Kyobancha (京番茶, Kyoto tea) is a traditional bancha made in the prefecture of Kyoto (mainly Uji city), with smoky aroma and very low bitterness and astringency.
Kyobancha is also known as iribancha (いり番茶) because it undergoes a roasting process. It is also nicknamed akachan bancha (赤ちゃん番茶, baby bancha) because it has almost no caffeine, hence a baby can drink it.
How kyobancha is made
Bancha leaves are steamed, sun-dried and then roasted on a hot plate at high heat for about 3 minutes.
Kyobancha has very little caffeine content because caffeine is destroyed in the roasting process, just like houjicha.
What’s the difference between houjicha and kyobancha?

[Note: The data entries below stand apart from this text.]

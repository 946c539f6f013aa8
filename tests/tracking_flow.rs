use crux_core::testing::AppTester;

use poimap_shared::capabilities::{LocationOperation, PermissionState};
use poimap_shared::event::Event;
use poimap_shared::model::Model;
use poimap_shared::{App, Effect};

fn location_ops(effects: &[Effect]) -> Vec<LocationOperation> {
    effects
        .iter()
        .filter_map(|e| match e {
            Effect::Location(req) => Some(req.operation),
            _ => None,
        })
        .collect()
}

#[test]
fn session_start_requests_location_permission() {
    let app = AppTester::<App, Effect>::default();
    let mut model = Model::default();

    let update = app.update(Event::Started, &mut model);

    assert_eq!(
        location_ops(&update.effects),
        vec![LocationOperation::RequestPermission]
    );
    assert!(update.effects.iter().any(|e| matches!(e, Effect::Render(_))));
}

#[test]
fn granted_authorization_starts_updates() {
    let app = AppTester::<App, Effect>::default();
    let mut model = Model::default();

    let update = app.update(
        Event::AuthorizationChanged(PermissionState::AuthorizedWhenInUse),
        &mut model,
    );

    assert_eq!(
        location_ops(&update.effects),
        vec![LocationOperation::StartUpdates]
    );
    assert!(model.permission.is_authorized());
}

#[test]
fn denied_authorization_is_reported_once_and_session_stays_live() {
    let app = AppTester::<App, Effect>::default();
    let mut model = Model::default();

    let update = app.update(
        Event::AuthorizationChanged(PermissionState::Denied),
        &mut model,
    );
    assert!(location_ops(&update.effects).is_empty());
    assert!(model.permission_denial_reported);

    // The session keeps rendering; a repeat denial is not re-reported.
    let update = app.update(
        Event::AuthorizationChanged(PermissionState::Restricted),
        &mut model,
    );
    assert!(update.effects.iter().any(|e| matches!(e, Effect::Render(_))));

    let view = app.view(&model);
    assert_eq!(view.map_latitude_span, 0.02);
    assert!(view.markers.is_empty());
    assert_eq!(
        view.error.as_ref().map(|e| e.code.as_str()),
        Some("LOCATION_PERMISSION_DENIED")
    );
}

#[test]
fn first_fix_after_enabling_tracking_recenters_the_map() {
    let app = AppTester::<App, Effect>::default();
    let mut model = Model::default();

    app.update(Event::LocationUpdated { lat: 48.1, lon: 11.5 }, &mut model);

    assert_eq!(model.region.center.lat(), 48.1);
    assert_eq!(model.region.center.lon(), 11.5);
    assert_eq!(model.region.latitude_span, 0.02);
    assert_eq!(model.region.longitude_span, 0.02);

    // Further fixes do not recenter, so free panning stays possible.
    app.update(Event::LocationUpdated { lat: 48.2, lon: 11.6 }, &mut model);
    assert_eq!(model.region.center.lat(), 48.1);
    assert_eq!(model.location.map(|c| c.lat()), Some(48.2));
}

#[test]
fn toggling_tracking_rearms_the_recenter() {
    let app = AppTester::<App, Effect>::default();
    let mut model = Model::default();

    app.update(Event::LocationUpdated { lat: 48.1, lon: 11.5 }, &mut model);
    assert!(!model.recenter_on_next_fix);

    let update = app.update(Event::TrackingToggled, &mut model);
    assert!(!model.tracking_enabled);
    assert_eq!(
        location_ops(&update.effects),
        vec![LocationOperation::StopUpdates]
    );

    let update = app.update(Event::TrackingToggled, &mut model);
    assert!(model.tracking_enabled);
    assert!(model.recenter_on_next_fix);
    assert_eq!(
        location_ops(&update.effects),
        vec![LocationOperation::StartUpdates]
    );

    app.update(Event::LocationUpdated { lat: 50.0, lon: 8.0 }, &mut model);
    assert_eq!(model.region.center.lat(), 50.0);
}

#[test]
fn toggling_tracking_does_not_trigger_a_fetch() {
    let app = AppTester::<App, Effect>::default();
    let mut model = Model::default();

    app.update(Event::LocationUpdated { lat: 48.1, lon: 11.5 }, &mut model);
    let update = app.update(Event::TrackingToggled, &mut model);

    assert!(!update
        .effects
        .iter()
        .any(|e| matches!(e, Effect::Http(_) | Effect::Timer(_))));
}

#[test]
fn invalid_location_updates_are_ignored() {
    let app = AppTester::<App, Effect>::default();
    let mut model = Model::default();

    app.update(Event::LocationUpdated { lat: 91.0, lon: 0.0 }, &mut model);
    app.update(
        Event::LocationUpdated {
            lat: f64::NAN,
            lon: 13.4,
        },
        &mut model,
    );

    assert!(model.location.is_none());
    assert_eq!(model.region.center.lat(), 0.0);
}
//! Mapping of query results to renderable map overlays.

use serde::{Deserialize, Serialize};
use tracing::debug;

use crate::model::Coordinate;
use crate::query::{Element, Geometry};
use crate::MARKER_RADIUS_M;

/// A circular overlay the rendering surface draws. Derived state, never
/// persisted; the full set is replaced on each successful fetch.
#[derive(Clone, Debug, PartialEq, Serialize, Deserialize)]
pub struct Marker {
    pub center: Coordinate,
    pub radius_m: f64,
}

impl Marker {
    #[must_use]
    pub fn at(center: Coordinate) -> Self {
        Self {
            center,
            radius_m: MARKER_RADIUS_M,
        }
    }
}

/// Maps result elements to markers. Points map directly, bounding boxes map
/// to their midpoint, elements without usable geometry are dropped. Order is
/// preserved and duplicates are permitted.
#[must_use]
pub fn markers_for_elements(elements: &[Element]) -> Vec<Marker> {
    elements
        .iter()
        .filter_map(|element| {
            let center = match element.geometry() {
                Some(Geometry::Point { lat, lon }) => Coordinate::new(lat, lon),
                Some(Geometry::Bounds(bounds)) => {
                    let (lat, lon) = bounds.midpoint();
                    Coordinate::new(lat, lon)
                }
                None => return None,
            };
            match center {
                Ok(center) => Some(Marker::at(center)),
                Err(e) => {
                    debug!(element_id = element.id, "dropping element: {e}");
                    None
                }
            }
        })
        .collect()
}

Kyobancha can be classified as a type of houjicha. The main difference is that houjicha is made by roasting an already processed bancha (which involves the rolling process) while kyobancha isn’t rolled.
The difference can also be seen in the aroma and taste of kyobancha, it’s more “smoky”. Furthermore, kyobancha has more of a traditional touch in its processing.
Kyobancha isn’t as popular as houjicha, you won’t find it in supermarkets in all of Japan. However, some online tea stores sell kyobancha for the US, unlike some other rare types of bancha.
Leaves from kyobancha are quite big, and it’s usually brewed for many cups at a time. I suggest that you use either a good sized tetsubin (鉄瓶, cast iron pot) or dobin (土瓶, earthenware tea pot).
I’ll give you a rough estimate of 10 gr of kyobancha leaves per liter of water. Be sure to check the brewing instructions in the packaging.
Boil the water and add the leaves directly, brew for 2 to 3 minutes.